Records to process Block Start

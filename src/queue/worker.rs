use super::JobHandler;
use crate::db::{self, Pool};
use crate::model::{now_ms, Job, JobStatus, JobType};
use crate::upstream::UpstreamError;
use anyhow::{anyhow, Result};
use futures::FutureExt;
use serde_json::Value;
use std::any::Any;
use std::panic::AssertUnwindSafe;
use tokio::sync::mpsc::UnboundedSender;
use tracing::{error, info, instrument, warn};

/// Terminal result of a job.
#[derive(Debug, Clone, PartialEq)]
pub enum JobOutcome {
    Completed(Value),
    Failed { error: String, attempts: i32 },
}

impl JobOutcome {
    /// The outcome recorded on a persisted job, if it has one yet.
    pub fn from_job(job: &Job) -> Option<Self> {
        match job.status {
            JobStatus::Completed => Some(JobOutcome::Completed(
                job.result.clone().unwrap_or(Value::Null),
            )),
            JobStatus::Failed => Some(JobOutcome::Failed {
                error: job.error_message.clone().unwrap_or_default(),
                attempts: job.attempts,
            }),
            JobStatus::Pending | JobStatus::Processing => None,
        }
    }
}

#[derive(Debug, Clone)]
pub struct JobEvent {
    pub job_id: String,
    pub job_type: JobType,
    pub base_id: String,
    pub outcome: JobOutcome,
}

/// Upstream rejections that no amount of retrying will fix.
fn is_terminal_failure(err: &anyhow::Error) -> bool {
    err.chain().any(|cause| {
        cause
            .downcast_ref::<UpstreamError>()
            .is_some_and(|e| !e.is_retryable())
    })
}

fn panic_message(payload: Box<dyn Any + Send>) -> String {
    if let Some(s) = payload.downcast_ref::<&str>() {
        s.to_string()
    } else if let Some(s) = payload.downcast_ref::<String>() {
        s.clone()
    } else {
        "unknown panic payload".to_string()
    }
}

/// Claim and run one due job of `job_type`. Returns `false` when nothing was
/// due. Every transition is written to the `jobs` table before it is
/// reported on `events`.
#[instrument(skip_all, fields(job_type = %job_type))]
pub async fn process_next_job(
    pool: &Pool,
    job_type: JobType,
    handler: &dyn JobHandler,
    events: &UnboundedSender<JobEvent>,
) -> Result<bool> {
    let Some(job) = db::claim_next_job(pool, job_type, now_ms()).await? else {
        return Ok(false);
    };

    // A panicking handler counts as a failed attempt so the claimed job is
    // not left in `processing`.
    let run = AssertUnwindSafe(handler.handle(&job))
        .catch_unwind()
        .await
        .unwrap_or_else(|payload| {
            Err(anyhow!("job handler panicked: {}", panic_message(payload)))
        });

    let outcome = match run {
        Ok(result) => {
            db::complete_job(pool, &job.id, &result, now_ms()).await?;
            info!(job_id = %job.id, base_id = %job.base_id, attempt = job.attempts, "job completed");
            JobOutcome::Completed(result)
        }
        Err(err) => {
            let message = format!("{:#}", err);
            let terminal = is_terminal_failure(&err);
            if terminal || job.attempts >= job.max_attempts {
                db::fail_job(pool, &job.id, &message, now_ms()).await?;
                error!(
                    job_id = %job.id,
                    base_id = %job.base_id,
                    attempt = job.attempts,
                    terminal,
                    error = %message,
                    "job failed"
                );
                JobOutcome::Failed {
                    error: message,
                    attempts: job.attempts,
                }
            } else {
                let delay = job.retry_delay_ms();
                let now = now_ms();
                db::retry_job(pool, &job.id, &message, now + delay, now).await?;
                warn!(
                    job_id = %job.id,
                    base_id = %job.base_id,
                    attempt = job.attempts,
                    max_attempts = job.max_attempts,
                    retry_in_ms = delay,
                    error = %message,
                    "job attempt failed; backoff"
                );
                return Ok(true);
            }
        }
    };

    let _ = events.send(JobEvent {
        job_id: job.id,
        job_type,
        base_id: job.base_id,
        outcome,
    });
    Ok(true)
}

Records to process Block End

== What to do ==
What lines in the entries above hold "events"? Copy every one.

== Solution below ==
/// reported on `events`.
    events: &UnboundedSender<JobEvent>,
    let _ = events.send(JobEvent {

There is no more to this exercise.